▸ YOUR TASK
Give each entry back by retyping it exactly as written.

[Saved entries]
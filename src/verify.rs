//! Startup verification of the configured exchange list.
//!
//! Each `[[exchanges]]` entry must match chain state: the exchange's
//! token(s) equal the configured ones and its factory is configured. A V1
//! factory must also map the exchange back to the configured token.
//! The first mismatch is returned; the service treats it as fatal.

use crate::config::ExchangeConfig;
use crate::error::VerifyError;
use crate::rpc::{ChainTransport, ResilientClient};
use crate::types::ProtocolVersion;
use alloy::primitives::Address;
use std::str::FromStr;
use tracing::info;

fn parse_address(value: &str) -> Result<Address, VerifyError> {
    Address::from_str(value.trim()).map_err(|e| VerifyError::InvalidAddress {
        value: value.to_string(),
        reason: e.to_string(),
    })
}

fn required<'a>(
    field: &'a Option<String>,
    exchange: &str,
    name: &'static str,
) -> Result<&'a str, VerifyError> {
    field.as_deref().ok_or_else(|| VerifyError::MissingField {
        exchange: exchange.to_string(),
        field: name,
    })
}

/// Check every configured exchange. Returns how many were verified.
pub async fn verify_exchanges<T: ChainTransport>(
    client: &ResilientClient<T>,
    exchanges: &[ExchangeConfig],
    factories: &[Address],
) -> Result<usize, VerifyError> {
    for ex in exchanges {
        let v1_token = match client.protocol() {
            ProtocolVersion::V1 => Some(verify_v1(client, ex).await?),
            ProtocolVersion::V2 => {
                verify_v2(client, ex).await?;
                None
            }
        };

        let exchange = parse_address(&ex.exchange)?;
        let factory = client.get_exchange_factory_address(exchange).await;
        if !factories.contains(&factory) {
            return Err(VerifyError::UnknownFactory { exchange, factory });
        }

        if let Some(configured) = v1_token {
            let registered = client.get_factory_token(factory, exchange).await;
            if registered != configured {
                return Err(VerifyError::FactoryMismatch {
                    exchange,
                    factory,
                    registered,
                    configured,
                });
            }
        }
        info!("Verified exchange {} (factory {})", exchange, factory);
    }
    Ok(exchanges.len())
}

/// Returns the configured token once the exchange agrees with it
async fn verify_v1<T: ChainTransport>(
    client: &ResilientClient<T>,
    ex: &ExchangeConfig,
) -> Result<Address, VerifyError> {
    let exchange = parse_address(&ex.exchange)?;
    let configured = parse_address(required(&ex.token, &ex.exchange, "token")?)?;

    let on_chain = client.get_exchange_token_address(exchange).await;
    if on_chain != configured {
        return Err(VerifyError::TokenMismatch {
            exchange,
            on_chain,
            configured,
        });
    }
    Ok(configured)
}

async fn verify_v2<T: ChainTransport>(
    client: &ResilientClient<T>,
    ex: &ExchangeConfig,
) -> Result<(), VerifyError> {
    let exchange = parse_address(&ex.exchange)?;
    let configured0 = parse_address(required(&ex.token0, &ex.exchange, "token0")?)?;
    let configured1 = parse_address(required(&ex.token1, &ex.exchange, "token1")?)?;

    let on_chain0 = client.get_pair_token0(exchange).await;
    let on_chain1 = client.get_pair_token1(exchange).await;
    if on_chain0 != configured0 || on_chain1 != configured1 {
        return Err(VerifyError::PairMismatch {
            exchange,
            on_chain0,
            on_chain1,
            configured0,
            configured1,
        });
    }
    Ok(())
}
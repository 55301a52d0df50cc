//! LP Distributor Library
//!
//! Mirrors the exchanges deployed by V1 (one exchange per token) and V2
//! (one pair per token pair) factories into an in-process registry, and
//! drives the discover → snapshot → distribute pipeline on top of it.

pub mod config;
pub mod contracts;
pub mod distribution;
pub mod error;
pub mod orchestrator;
pub mod registry;
pub mod rpc;
pub mod snapshot;
pub mod store;
pub mod types;
pub mod verify;

// Re-export commonly used types
pub use config::{load_config, AppConfig, ExchangeConfig};
pub use distribution::{RewardDistributor, SnapshotDistributor};
pub use error::{CodecError, RpcError, StoreError, VerifyError};
pub use orchestrator::{Orchestrator, OrchestratorError, OrchestratorSettings, Phase};
pub use registry::{ExchangeRegistry, ExchangeWatcher, RegistryBuilder};
pub use rpc::{AlloyTransport, ChainTransport, ClientSettings, ResilientClient};
pub use store::{JsonStateStore, RegistryStore};
pub use types::{ExchangeEntry, PairEntry, ProtocolVersion};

▸ EXERCISE ANSWER
filename src/verify.rs
//! Startup verification of the configured exchange list.
//!
//! Each `[[exchanges]]` entry must match chain state: the exchange's
//! token(s) equal the configured ones and its factory is configured. A V1
//! factory must also map the exchange back to the configured token.
//! The first mismatch is returned; the service treats it as fatal.

use crate::config::ExchangeConfig;
use crate::error::VerifyError;
use crate::rpc::{ChainTransport, ResilientClient};
use crate::types::ProtocolVersion;
use alloy::primitives::Address;
use std::str::FromStr;
use tracing::info;

fn parse_address(value: &str) -> Result<Address, VerifyError> {
    Address::from_str(value.trim()).map_err(|e| VerifyError::InvalidAddress {
        value: value.to_string(),
        reason: e.to_string(),
    })
}

fn required<'a>(
    field: &'a Option<String>,
    exchange: &str,
    name: &'static str,
) -> Result<&'a str, VerifyError> {
    field.as_deref().ok_or_else(|| VerifyError::MissingField {
        exchange: exchange.to_string(),
        field: name,
    })
}

/// Check every configured exchange. Returns how many were verified.
pub async fn verify_exchanges<T: ChainTransport>(
    client: &ResilientClient<T>,
    exchanges: &[ExchangeConfig],
    factories: &[Address],
) -> Result<usize, VerifyError> {
    for ex in exchanges {
        let v1_token = match client.protocol() {
            ProtocolVersion::V1 => Some(verify_v1(client, ex).await?),
            ProtocolVersion::V2 => {
                verify_v2(client, ex).await?;
                None
            }
        };

        let exchange = parse_address(&ex.exchange)?;
        let factory = client.get_exchange_factory_address(exchange).await;
        if !factories.contains(&factory) {
            return Err(VerifyError::UnknownFactory { exchange, factory });
        }

        if let Some(configured) = v1_token {
            let registered = client.get_factory_token(factory, exchange).await;
            if registered != configured {
                return Err(VerifyError::FactoryMismatch {
                    exchange,
                    factory,
                    registered,
                    configured,
                });
            }
        }
        info!("Verified exchange {} (factory {})", exchange, factory);
    }
    Ok(exchanges.len())
}

/// Returns the configured token once the exchange agrees with it
async fn verify_v1<T: ChainTransport>(
    client: &ResilientClient<T>,
    ex: &ExchangeConfig,
) -> Result<Address, VerifyError> {
    let exchange = parse_address(&ex.exchange)?;
    let configured = parse_address(required(&ex.token, &ex.exchange, "token")?)?;

    let on_chain = client.get_exchange_token_address(exchange).await;
    if on_chain != configured {
        return Err(VerifyError::TokenMismatch {
            exchange,
            on_chain,
            configured,
        });
    }
    Ok(configured)
}

async fn verify_v2<T: ChainTransport>(
    client: &ResilientClient<T>,
    ex: &ExchangeConfig,
) -> Result<(), VerifyError> {
    let exchange = parse_address(&ex.exchange)?;
    let configured0 = parse_address(required(&ex.token0, &ex.exchange, "token0")?)?;
    let configured1 = parse_address(required(&ex.token1, &ex.exchange, "token1")?)?;

    let on_chain0 = client.get_pair_token0(exchange).await;
    let on_chain1 = client.get_pair_token1(exchange).await;
    if on_chain0 != configured0 || on_chain1 != configured1 {
        return Err(VerifyError::PairMismatch {
            exchange,
            on_chain0,
            on_chain1,
            configured0,
            configured1,
        });
    }
    Ok(())
}
repository 55301a52d0df50cc
//! LP Distributor Library
//!
//! Mirrors the exchanges deployed by V1 (one exchange per token) and V2
//! (one pair per token pair) factories into an in-process registry, and
//! drives the discover → snapshot → distribute pipeline on top of it.

pub mod config;
pub mod contracts;
pub mod distribution;
pub mod error;
pub mod orchestrator;
pub mod registry;
pub mod rpc;
pub mod snapshot;
pub mod store;
pub mod types;
pub mod verify;

// Re-export commonly used types
pub use config::{load_config, AppConfig, ExchangeConfig};
pub use distribution::{RewardDistributor, SnapshotDistributor};
pub use error::{CodecError, RpcError, StoreError, VerifyError};
pub use orchestrator::{Orchestrator, OrchestratorError, OrchestratorSettings, Phase};
pub use registry::{ExchangeRegistry, ExchangeWatcher, RegistryBuilder};
pub use rpc::{AlloyTransport, ChainTransport, ClientSettings, ResilientClient};
pub use store::{JsonStateStore, RegistryStore};
pub use types::{ExchangeEntry, PairEntry, ProtocolVersion};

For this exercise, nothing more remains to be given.